◆ Task statement ◆
A verbatim copy of every entry is required. Produce it now.

◆ Material for this exercise ◆
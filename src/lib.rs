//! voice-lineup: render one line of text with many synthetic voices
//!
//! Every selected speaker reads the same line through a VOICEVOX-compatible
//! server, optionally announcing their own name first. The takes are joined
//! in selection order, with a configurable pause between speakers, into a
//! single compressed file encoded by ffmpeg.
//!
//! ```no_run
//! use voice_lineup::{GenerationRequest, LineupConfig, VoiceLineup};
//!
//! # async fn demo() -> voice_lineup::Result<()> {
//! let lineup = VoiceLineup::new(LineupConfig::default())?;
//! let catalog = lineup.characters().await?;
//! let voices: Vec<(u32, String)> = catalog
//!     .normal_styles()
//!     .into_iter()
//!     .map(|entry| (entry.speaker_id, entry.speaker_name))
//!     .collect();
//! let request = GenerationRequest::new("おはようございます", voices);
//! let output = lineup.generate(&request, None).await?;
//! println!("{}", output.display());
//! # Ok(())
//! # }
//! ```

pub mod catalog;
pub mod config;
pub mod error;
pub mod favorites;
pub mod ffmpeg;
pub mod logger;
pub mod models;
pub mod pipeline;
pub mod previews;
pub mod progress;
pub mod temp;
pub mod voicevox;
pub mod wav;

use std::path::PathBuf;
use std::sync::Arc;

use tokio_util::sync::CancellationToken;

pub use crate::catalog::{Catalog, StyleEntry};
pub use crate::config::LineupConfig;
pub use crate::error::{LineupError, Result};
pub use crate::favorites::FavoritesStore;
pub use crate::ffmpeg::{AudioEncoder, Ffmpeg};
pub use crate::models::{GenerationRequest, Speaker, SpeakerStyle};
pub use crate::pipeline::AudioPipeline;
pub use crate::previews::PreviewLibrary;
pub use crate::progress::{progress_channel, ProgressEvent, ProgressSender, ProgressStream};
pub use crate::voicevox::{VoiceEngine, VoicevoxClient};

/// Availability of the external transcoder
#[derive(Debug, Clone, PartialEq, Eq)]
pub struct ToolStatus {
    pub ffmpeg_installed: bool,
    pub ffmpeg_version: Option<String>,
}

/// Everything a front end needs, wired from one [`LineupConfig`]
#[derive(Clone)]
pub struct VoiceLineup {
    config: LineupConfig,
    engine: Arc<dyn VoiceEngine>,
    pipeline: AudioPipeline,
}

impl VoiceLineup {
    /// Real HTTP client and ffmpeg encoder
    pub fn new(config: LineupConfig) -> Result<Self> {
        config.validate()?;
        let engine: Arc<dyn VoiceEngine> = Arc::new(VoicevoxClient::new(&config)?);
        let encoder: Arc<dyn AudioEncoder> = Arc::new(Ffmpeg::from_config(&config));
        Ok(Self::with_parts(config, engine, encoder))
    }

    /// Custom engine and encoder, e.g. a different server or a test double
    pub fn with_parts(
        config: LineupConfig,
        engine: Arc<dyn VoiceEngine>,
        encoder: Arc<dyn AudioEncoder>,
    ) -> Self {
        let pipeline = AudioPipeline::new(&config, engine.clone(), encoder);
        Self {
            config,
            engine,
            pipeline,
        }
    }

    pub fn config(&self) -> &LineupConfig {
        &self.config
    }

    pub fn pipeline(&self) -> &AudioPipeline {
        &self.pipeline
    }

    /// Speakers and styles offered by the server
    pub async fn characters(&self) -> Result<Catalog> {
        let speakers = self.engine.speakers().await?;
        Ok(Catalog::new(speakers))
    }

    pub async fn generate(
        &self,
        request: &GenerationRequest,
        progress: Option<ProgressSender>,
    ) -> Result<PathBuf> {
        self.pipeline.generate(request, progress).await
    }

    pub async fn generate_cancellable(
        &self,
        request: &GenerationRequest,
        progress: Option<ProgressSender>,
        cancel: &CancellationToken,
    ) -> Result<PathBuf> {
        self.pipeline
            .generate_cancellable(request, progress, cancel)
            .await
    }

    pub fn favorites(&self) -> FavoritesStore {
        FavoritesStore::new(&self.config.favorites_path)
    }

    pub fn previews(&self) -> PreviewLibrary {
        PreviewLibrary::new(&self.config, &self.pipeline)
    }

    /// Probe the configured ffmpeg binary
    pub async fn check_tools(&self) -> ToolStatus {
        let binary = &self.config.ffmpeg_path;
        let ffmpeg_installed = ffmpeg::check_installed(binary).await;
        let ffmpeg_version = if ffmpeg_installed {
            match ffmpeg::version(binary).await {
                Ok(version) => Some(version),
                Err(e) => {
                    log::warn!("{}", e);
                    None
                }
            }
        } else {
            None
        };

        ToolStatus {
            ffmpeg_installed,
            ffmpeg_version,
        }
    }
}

◆ Answer to this exercise ◆
filename src/lib.rs
//! voice-lineup: render one line of text with many synthetic voices
//!
//! Every selected speaker reads the same line through a VOICEVOX-compatible
//! server, optionally announcing their own name first. The takes are joined
//! in selection order, with a configurable pause between speakers, into a
//! single compressed file encoded by ffmpeg.
//!
//! ```no_run
//! use voice_lineup::{GenerationRequest, LineupConfig, VoiceLineup};
//!
//! # async fn demo() -> voice_lineup::Result<()> {
//! let lineup = VoiceLineup::new(LineupConfig::default())?;
//! let catalog = lineup.characters().await?;
//! let voices: Vec<(u32, String)> = catalog
//!     .normal_styles()
//!     .into_iter()
//!     .map(|entry| (entry.speaker_id, entry.speaker_name))
//!     .collect();
//! let request = GenerationRequest::new("おはようございます", voices);
//! let output = lineup.generate(&request, None).await?;
//! println!("{}", output.display());
//! # Ok(())
//! # }
//! ```

pub mod catalog;
pub mod config;
pub mod error;
pub mod favorites;
pub mod ffmpeg;
pub mod logger;
pub mod models;
pub mod pipeline;
pub mod previews;
pub mod progress;
pub mod temp;
pub mod voicevox;
pub mod wav;

use std::path::PathBuf;
use std::sync::Arc;

use tokio_util::sync::CancellationToken;

pub use crate::catalog::{Catalog, StyleEntry};
pub use crate::config::LineupConfig;
pub use crate::error::{LineupError, Result};
pub use crate::favorites::FavoritesStore;
pub use crate::ffmpeg::{AudioEncoder, Ffmpeg};
pub use crate::models::{GenerationRequest, Speaker, SpeakerStyle};
pub use crate::pipeline::AudioPipeline;
pub use crate::previews::PreviewLibrary;
pub use crate::progress::{progress_channel, ProgressEvent, ProgressSender, ProgressStream};
pub use crate::voicevox::{VoiceEngine, VoicevoxClient};

/// Availability of the external transcoder
#[derive(Debug, Clone, PartialEq, Eq)]
pub struct ToolStatus {
    pub ffmpeg_installed: bool,
    pub ffmpeg_version: Option<String>,
}

/// Everything a front end needs, wired from one [`LineupConfig`]
#[derive(Clone)]
pub struct VoiceLineup {
    config: LineupConfig,
    engine: Arc<dyn VoiceEngine>,
    pipeline: AudioPipeline,
}

impl VoiceLineup {
    /// Real HTTP client and ffmpeg encoder
    pub fn new(config: LineupConfig) -> Result<Self> {
        config.validate()?;
        let engine: Arc<dyn VoiceEngine> = Arc::new(VoicevoxClient::new(&config)?);
        let encoder: Arc<dyn AudioEncoder> = Arc::new(Ffmpeg::from_config(&config));
        Ok(Self::with_parts(config, engine, encoder))
    }

    /// Custom engine and encoder, e.g. a different server or a test double
    pub fn with_parts(
        config: LineupConfig,
        engine: Arc<dyn VoiceEngine>,
        encoder: Arc<dyn AudioEncoder>,
    ) -> Self {
        let pipeline = AudioPipeline::new(&config, engine.clone(), encoder);
        Self {
            config,
            engine,
            pipeline,
        }
    }

    pub fn config(&self) -> &LineupConfig {
        &self.config
    }

    pub fn pipeline(&self) -> &AudioPipeline {
        &self.pipeline
    }

    /// Speakers and styles offered by the server
    pub async fn characters(&self) -> Result<Catalog> {
        let speakers = self.engine.speakers().await?;
        Ok(Catalog::new(speakers))
    }

    pub async fn generate(
        &self,
        request: &GenerationRequest,
        progress: Option<ProgressSender>,
    ) -> Result<PathBuf> {
        self.pipeline.generate(request, progress).await
    }

    pub async fn generate_cancellable(
        &self,
        request: &GenerationRequest,
        progress: Option<ProgressSender>,
        cancel: &CancellationToken,
    ) -> Result<PathBuf> {
        self.pipeline
            .generate_cancellable(request, progress, cancel)
            .await
    }

    pub fn favorites(&self) -> FavoritesStore {
        FavoritesStore::new(&self.config.favorites_path)
    }

    pub fn previews(&self) -> PreviewLibrary {
        PreviewLibrary::new(&self.config, &self.pipeline)
    }

    /// Probe the configured ffmpeg binary
    pub async fn check_tools(&self) -> ToolStatus {
        let binary = &self.config.ffmpeg_path;
        let ffmpeg_installed = ffmpeg::check_installed(binary).await;
        let ffmpeg_version = if ffmpeg_installed {
            match ffmpeg::version(binary).await {
                Ok(version) => Some(version),
                Err(e) => {
                    log::warn!("{}", e);
                    None
                }
            }
        } else {
            None
        };

        ToolStatus {
            ffmpeg_installed,
            ffmpeg_version,
        }
    }
}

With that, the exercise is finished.